Yes. For instance, I used to use a 2 D cell Maglite with 1.2v NiMh cells and a 2v bulb to get extra output. When led bulbs came out I was able to get even more lumens and batteries lasted much longer. The original setup produced no noticeable heat and the led setup probably ran even cooler. It’s very easy to get more lumens with led. Modern flashlights are many times brighter than older incandescent to the point that they can get hot and need cooling. You can take a modern led flashlight and run it at a lower setting and be brighter than incandescent and it won’t heat up much at all.

My charger does 500mA and shows me the voltage of the battery as it reaches 4.20 I just need a ballpark number e.g. listed 2500 battery, is it really 1200 or is it 2300? That would be enough.

Can I guestimate true capacity of a cell by noting how long does it take to say go from 4.00 to 4.20 in minutes? I am assuming voltage increase is linear and inversely proportional to the battery capacity.

I don’t think you can use that method since most li-ion chargers start in constant current mode and finish in constant voltage mode.

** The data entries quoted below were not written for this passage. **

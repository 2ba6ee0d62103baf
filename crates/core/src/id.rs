// SPDX-License-Identifier: MIT

//! ID generation and newtype helpers.

/// Define a newtype ID wrapper around `String`.
///
/// Generates `new()`, `as_str()`, `Display`, `From<String>`, `From<&str>`,
/// and `Borrow<str>` implementations.
#[macro_export]
macro_rules! define_id {
    (
        $(#[$meta:meta])*
        pub struct $name:ident;
    ) => {
        $(#[$meta])*
        #[derive(Debug, Clone, PartialEq, Eq, Hash, PartialOrd, Ord, serde::Serialize, serde::Deserialize)]
        pub struct $name(pub String);

        impl $name {
            pub fn new(id: impl Into<String>) -> Self {
                Self(id.into())
            }

            pub fn as_str(&self) -> &str {
                &self.0
            }
        }

        impl std::fmt::Display for $name {
            fn fmt(&self, f: &mut std::fmt::Formatter<'_>) -> std::fmt::Result {
                write!(f, "{}", self.0)
            }
        }

        impl From<String> for $name {
            fn from(s: String) -> Self {
                Self(s)
            }
        }

        impl From<&str> for $name {
            fn from(s: &str) -> Self {
                Self(s.to_string())
            }
        }

        impl std::borrow::Borrow<str> for $name {
            fn borrow(&self) -> &str {
                &self.0
            }
        }
    };
}

define_id! {
    /// Identifies a scene: the transcript filename with the
    /// `_transkript.txt` suffix stripped.
    pub struct SceneId;
}

impl SceneId {
    /// Derive a scene id from a transcript filename
    /// (e.g. `scene_20250620_sz001_transkript.txt` → `scene_20250620_sz001`).
    pub fn from_transcript_filename(filename: &str) -> Self {
        let stem = filename.strip_suffix(".txt").unwrap_or(filename);
        let stem = stem.strip_suffix("_transkript").unwrap_or(stem);
        Self::new(stem)
    }

    /// The `<scene>_transkript.txt` filename this scene was detected under.
    pub fn transcript_filename(&self) -> String {
        format!("{}_transkript.txt", self.0)
    }

    pub fn metadata_filename(&self) -> String {
        format!("{}_metadata.json", self.0)
    }

    pub fn image_filename(&self) -> String {
        format!("{}_image.png", self.0)
    }

    pub fn error_filename(&self) -> String {
        format!("{}_error.json", self.0)
    }
}

#[cfg(test)]
#[path = "id_tests.rs"]
mod tests;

So it will stay at 4.2v for maybe 20 minutes until the current goes to zero, but the time can vary a lot.

The only way I know is to use a battery charger that shows you the milliamphours as its charging. Since it’s usually measured from 2.5v-2.6v to fully charged, I tend to start around 2.8v-3.0v and if it charges 2300mAh I’ll add a little more and say it’s about 2500mAh. So even using a charger that measures it, is not exact. It’s only pretty close, assuming the charger model has been tested and shown to measure pretty accurately.